Bejines and Davila boxed for eleven rounds without landing particularly hard punches. Bejines was leading on two of the three judges scorecards before the final round began. About 25 seconds into the round, Davila, realizing he was behind on the scorecards, landed a left jab which stunned Bejines, followed by a hard right to the chin which dropped Bejines, who hit his head against the lower rope. Bejines tried to get up, but referee Schmidt stopped the bout.

==After the fight==
Ringside physicians tried to revive Bejines, but he did not respond to treatment. He was then taken to California Hospital, from where he was airlifted to Los Angeles County-University of Southern California Medical Center, where several attempts were made at saving his life the following days, including the removal of part of his brain and skull and of a blood clot to try to diminish his brain pressure. Bejines was held on a respirator machine until he died on September 4.

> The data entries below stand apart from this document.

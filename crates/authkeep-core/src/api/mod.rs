//! REST API plumbing for the authentication service.
//!
//! This module provides:
//! - `Transport`: the seam every outgoing request passes through
//! - `HttpTransport`: reqwest-backed transport against the configured base URL
//! - `RequestAuthorizer`: transport decorator that attaches the bearer token
//!   and invalidates stored tokens on 401
//! - `AuthGateway`: login, register, current user, refresh and logout

pub mod authorizer;
pub mod error;
pub mod gateway;
pub mod transport;

pub use authorizer::RequestAuthorizer;
pub use error::TransportError;
pub use gateway::{AuthGateway, Endpoints};
pub use transport::{ApiRequest, ApiResponse, HttpTransport, Method, Transport};
use std::fmt;

use serde::Serialize;

/// Login input. Never persisted.
#[derive(Clone, Serialize)]
pub struct Credentials {
    pub email: String,
    pub password: String,
}

impl Credentials {
    pub fn new(email: impl Into<String>, password: impl Into<String>) -> Self {
        Self {
            email: email.into(),
            password: password.into(),
        }
    }

    /// Trim both fields and lower-case the email. Password case is preserved.
    pub fn normalized(&self) -> Self {
        Self {
            email: normalize_email(&self.email),
            password: self.password.trim().to_string(),
        }
    }
}

impl fmt::Debug for Credentials {
    fn fmt(&self, f: &mut fmt::Formatter<'_>) -> fmt::Result {
        f.debug_struct("Credentials")
            .field("email", &self.email)
            .field("password", &"<redacted>")
            .finish()
    }
}

/// Registration payload, sent as `{email, password, password_confirm}`.
#[derive(Clone, Serialize)]
pub struct Registration {
    pub email: String,
    pub password: String,
    pub password_confirm: String,
}

impl Registration {
    pub fn new(
        email: impl Into<String>,
        password: impl Into<String>,
        password_confirm: impl Into<String>,
    ) -> Self {
        Self {
            email: email.into(),
            password: password.into(),
            password_confirm: password_confirm.into(),
        }
    }

    pub fn normalized(&self) -> Self {
        Self {
            email: normalize_email(&self.email),
            password: self.password.trim().to_string(),
            password_confirm: self.password_confirm.trim().to_string(),
        }
    }

    /// Exact comparison. Check this on the raw input, before `normalized`.
    pub fn passwords_match(&self) -> bool {
        self.password == self.password_confirm
    }
}

impl fmt::Debug for Registration {
    fn fmt(&self, f: &mut fmt::Formatter<'_>) -> fmt::Result {
        f.debug_struct("Registration")
            .field("email", &self.email)
            .finish_non_exhaustive()
    }
}

fn normalize_email(email: &str) -> String {
    email.trim().to_lowercase()
}

#[cfg(test)]
mod tests {
    use super::*;

    #[test]
    fn test_credentials_normalized() {
        let creds = Credentials::new(" USER@Example.com ", " secret ").normalized();
        assert_eq!(creds.email, "user@example.com");
        assert_eq!(creds.password, "secret");
    }

    #[test]
    fn test_credentials_password_case_preserved() {
        let creds = Credentials::new("a@b.com", "  S3cReT  ").normalized();
        assert_eq!(creds.password, "S3cReT");
    }

    #[test]
    fn test_credentials_debug_redacts_password() {
        let creds = Credentials::new("a@b.com", "hunter2");
        let printed = format!("{:?}", creds);
        assert!(printed.contains("a@b.com"));
        assert!(!printed.contains("hunter2"));
    }

    #[test]
    fn test_registration_serializes_wire_names() {
        let reg = Registration::new("a@b.com", "p1", "p1");
        let json = serde_json::to_value(&reg).unwrap();
        assert_eq!(json["password_confirm"], "p1");
        assert_eq!(json["email"], "a@b.com");
    }

    #[test]
    fn test_registration_passwords_compared_exactly() {
        assert!(Registration::new("a@b.com", "p1", "p1").passwords_match());
        assert!(!Registration::new("a@b.com", "p1", "p2").passwords_match());
        assert!(!Registration::new("a@b.com", "p1 ", "p1").passwords_match());
    }

    #[test]
    fn test_registration_normalized_trims_passwords() {
        let reg = Registration::new(" New@Example.com", " pw ", " pw ").normalized();
        assert_eq!(reg.email, "new@example.com");
        assert_eq!(reg.password, "pw");
        assert_eq!(reg.password_confirm, "pw");
    }
}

Bejines' death was the first in professional boxing since Kim's; it was also the first involving a boxer after a fight at the Olympic Auditorium since Johnny Owen's after his unsuccessful challenge of Pintor in 1980.

Davila was later named full champion by the WBC once Pintor decided not to return to the Bantamweight division. The WBC, on the other part, was criticized for sanctioning this bout, especially since Bejines had lost his prior fight.

Bejines had a record of 27 wins and 8 losses in 35 bouts, 16 wins by knockout.

==Personal==
Bejines' wife was pregnant with his baby when he died. His brother, Oscar Bejines, was also a professional boxer of note during the 1980s and 1990s.